Each entry below is to be printed verbatim.
---------- Supplied material ----------
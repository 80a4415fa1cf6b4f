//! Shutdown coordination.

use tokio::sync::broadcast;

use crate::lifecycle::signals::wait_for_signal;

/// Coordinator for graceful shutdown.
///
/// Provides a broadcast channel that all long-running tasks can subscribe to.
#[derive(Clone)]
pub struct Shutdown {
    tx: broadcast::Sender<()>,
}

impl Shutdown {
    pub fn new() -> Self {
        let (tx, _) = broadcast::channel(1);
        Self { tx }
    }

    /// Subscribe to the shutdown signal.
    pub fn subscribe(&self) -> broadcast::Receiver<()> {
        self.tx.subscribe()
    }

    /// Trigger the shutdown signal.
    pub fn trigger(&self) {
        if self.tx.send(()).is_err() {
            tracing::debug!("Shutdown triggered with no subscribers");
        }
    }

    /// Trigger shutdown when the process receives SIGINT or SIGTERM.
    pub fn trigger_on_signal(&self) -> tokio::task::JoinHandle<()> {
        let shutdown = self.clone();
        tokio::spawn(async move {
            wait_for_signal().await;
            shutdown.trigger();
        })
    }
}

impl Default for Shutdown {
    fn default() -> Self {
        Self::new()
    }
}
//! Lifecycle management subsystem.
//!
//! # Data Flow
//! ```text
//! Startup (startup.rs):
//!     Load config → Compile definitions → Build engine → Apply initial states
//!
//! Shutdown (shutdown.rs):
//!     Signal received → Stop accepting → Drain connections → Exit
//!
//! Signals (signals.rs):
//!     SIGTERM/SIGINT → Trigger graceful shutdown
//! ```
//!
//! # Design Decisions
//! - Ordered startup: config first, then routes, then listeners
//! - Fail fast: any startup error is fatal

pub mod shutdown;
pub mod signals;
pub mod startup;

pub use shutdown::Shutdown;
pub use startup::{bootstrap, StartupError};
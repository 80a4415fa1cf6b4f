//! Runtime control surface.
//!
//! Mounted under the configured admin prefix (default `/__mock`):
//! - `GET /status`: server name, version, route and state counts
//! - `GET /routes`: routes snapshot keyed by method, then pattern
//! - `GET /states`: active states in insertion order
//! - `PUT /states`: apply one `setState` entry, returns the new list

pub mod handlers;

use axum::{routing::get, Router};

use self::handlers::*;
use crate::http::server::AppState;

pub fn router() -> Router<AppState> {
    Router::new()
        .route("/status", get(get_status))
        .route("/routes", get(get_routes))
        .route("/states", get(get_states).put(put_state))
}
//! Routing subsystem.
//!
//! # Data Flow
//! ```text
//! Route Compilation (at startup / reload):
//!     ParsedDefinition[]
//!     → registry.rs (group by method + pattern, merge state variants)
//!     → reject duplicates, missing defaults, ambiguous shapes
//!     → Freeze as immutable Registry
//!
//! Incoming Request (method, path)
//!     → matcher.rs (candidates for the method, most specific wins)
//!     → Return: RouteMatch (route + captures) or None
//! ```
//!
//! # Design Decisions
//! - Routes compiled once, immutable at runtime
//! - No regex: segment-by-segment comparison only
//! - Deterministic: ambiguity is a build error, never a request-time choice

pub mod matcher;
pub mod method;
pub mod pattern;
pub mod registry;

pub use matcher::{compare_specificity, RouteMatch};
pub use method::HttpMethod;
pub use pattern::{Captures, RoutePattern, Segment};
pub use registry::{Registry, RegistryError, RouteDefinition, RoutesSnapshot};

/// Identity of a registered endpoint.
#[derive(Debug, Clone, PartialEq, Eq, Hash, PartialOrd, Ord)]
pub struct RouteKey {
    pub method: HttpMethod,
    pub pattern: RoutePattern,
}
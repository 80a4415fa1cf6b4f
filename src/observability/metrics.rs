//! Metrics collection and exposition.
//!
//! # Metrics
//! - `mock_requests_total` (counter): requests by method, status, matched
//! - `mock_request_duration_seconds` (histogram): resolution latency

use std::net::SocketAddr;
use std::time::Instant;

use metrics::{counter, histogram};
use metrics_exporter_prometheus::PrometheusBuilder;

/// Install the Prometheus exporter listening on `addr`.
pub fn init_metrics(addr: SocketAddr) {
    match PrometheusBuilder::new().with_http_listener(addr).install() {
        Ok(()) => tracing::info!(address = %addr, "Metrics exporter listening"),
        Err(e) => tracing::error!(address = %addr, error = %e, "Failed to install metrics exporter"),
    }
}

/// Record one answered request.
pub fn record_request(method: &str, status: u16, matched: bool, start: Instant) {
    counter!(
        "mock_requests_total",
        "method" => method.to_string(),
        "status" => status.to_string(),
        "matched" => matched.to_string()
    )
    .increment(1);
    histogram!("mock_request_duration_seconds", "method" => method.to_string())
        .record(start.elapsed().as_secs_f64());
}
----------
- Task solution
repository 80a4415fa1cf6b4f
//! Shutdown coordination.

use tokio::sync::broadcast;

use crate::lifecycle::signals::wait_for_signal;

/// Coordinator for graceful shutdown.
///
/// Provides a broadcast channel that all long-running tasks can subscribe to.
#[derive(Clone)]
pub struct Shutdown {
    tx: broadcast::Sender<()>,
}

impl Shutdown {
    pub fn new() -> Self {
        let (tx, _) = broadcast::channel(1);
        Self { tx }
    }

    /// Subscribe to the shutdown signal.
    pub fn subscribe(&self) -> broadcast::Receiver<()> {
        self.tx.subscribe()
    }

    /// Trigger the shutdown signal.
    pub fn trigger(&self) {
        if self.tx.send(()).is_err() {
            tracing::debug!("Shutdown triggered with no subscribers");
        }
    }

    /// Trigger shutdown when the process receives SIGINT or SIGTERM.
    pub fn trigger_on_signal(&self) -> tokio::task::JoinHandle<()> {
        let shutdown = self.clone();
        tokio::spawn(async move {
            wait_for_signal().await;
            shutdown.trigger();
        })
    }
}

impl Default for Shutdown {
    fn default() -> Self {
        Self::new()
    }
}
//! Lifecycle management subsystem.
//!
//! # Data Flow
//! ```text
//! Startup (startup.rs):
//!     Load config → Compile definitions → Build engine → Apply initial states
//!
//! Shutdown (shutdown.rs):
//!     Signal received → Stop accepting → Drain connections → Exit
//!
//! Signals (signals.rs):
//!     SIGTERM/SIGINT → Trigger graceful shutdown
//! ```
//!
//! # Design Decisions
//! - Ordered startup: config first, then routes, then listeners
//! - Fail fast: any startup error is fatal

pub mod shutdown;
pub mod signals;
pub mod startup;

pub use shutdown::Shutdown;
pub use startup::{bootstrap, StartupError};
repository 80a4415fa1cf6b4f
//! Runtime control surface.
//!
//! Mounted under the configured admin prefix (default `/__mock`):
//! - `GET /status`: server name, version, route and state counts
//! - `GET /routes`: routes snapshot keyed by method, then pattern
//! - `GET /states`: active states in insertion order
//! - `PUT /states`: apply one `setState` entry, returns the new list

pub mod handlers;

use axum::{routing::get, Router};

use self::handlers::*;
use crate::http::server::AppState;

pub fn router() -> Router<AppState> {
    Router::new()
        .route("/status", get(get_status))
        .route("/routes", get(get_routes))
        .route("/states", get(get_states).put(put_state))
}
//! Routing subsystem.
//!
//! # Data Flow
//! ```text
//! Route Compilation (at startup / reload):
//!     ParsedDefinition[]
//!     → registry.rs (group by method + pattern, merge state variants)
//!     → reject duplicates, missing defaults, ambiguous shapes
//!     → Freeze as immutable Registry
//!
//! Incoming Request (method, path)
//!     → matcher.rs (candidates for the method, most specific wins)
//!     → Return: RouteMatch (route + captures) or None
//! ```
//!
//! # Design Decisions
//! - Routes compiled once, immutable at runtime
//! - No regex: segment-by-segment comparison only
//! - Deterministic: ambiguity is a build error, never a request-time choice

pub mod matcher;
pub mod method;
pub mod pattern;
pub mod registry;

pub use matcher::{compare_specificity, RouteMatch};
pub use method::HttpMethod;
pub use pattern::{Captures, RoutePattern, Segment};
pub use registry::{Registry, RegistryError, RouteDefinition, RoutesSnapshot};

/// Identity of a registered endpoint.
#[derive(Debug, Clone, PartialEq, Eq, Hash, PartialOrd, Ord)]
pub struct RouteKey {
    pub method: HttpMethod,
    pub pattern: RoutePattern,
}
repository 80a4415fa1cf6b4f
filename src/observability/metrics.rs
//! Metrics collection and exposition.
//!
//! # Metrics
//! - `mock_requests_total` (counter): requests by method, status, matched
//! - `mock_request_duration_seconds` (histogram): resolution latency

use std::net::SocketAddr;
use std::time::Instant;

use metrics::{counter, histogram};
use metrics_exporter_prometheus::PrometheusBuilder;

/// Install the Prometheus exporter listening on `addr`.
pub fn init_metrics(addr: SocketAddr) {
    match PrometheusBuilder::new().with_http_listener(addr).install() {
        Ok(()) => tracing::info!(address = %addr, "Metrics exporter listening"),
        Err(e) => tracing::error!(address = %addr, error = %e, "Failed to install metrics exporter"),
    }
}

/// Record one answered request.
pub fn record_request(method: &str, status: u16, matched: bool, start: Instant) {
    counter!(
        "mock_requests_total",
        "method" => method.to_string(),
        "status" => status.to_string(),
        "matched" => matched.to_string()
    )
    .increment(1);
    histogram!("mock_request_duration_seconds", "method" => method.to_string())
        .record(start.elapsed().as_secs_f64());
}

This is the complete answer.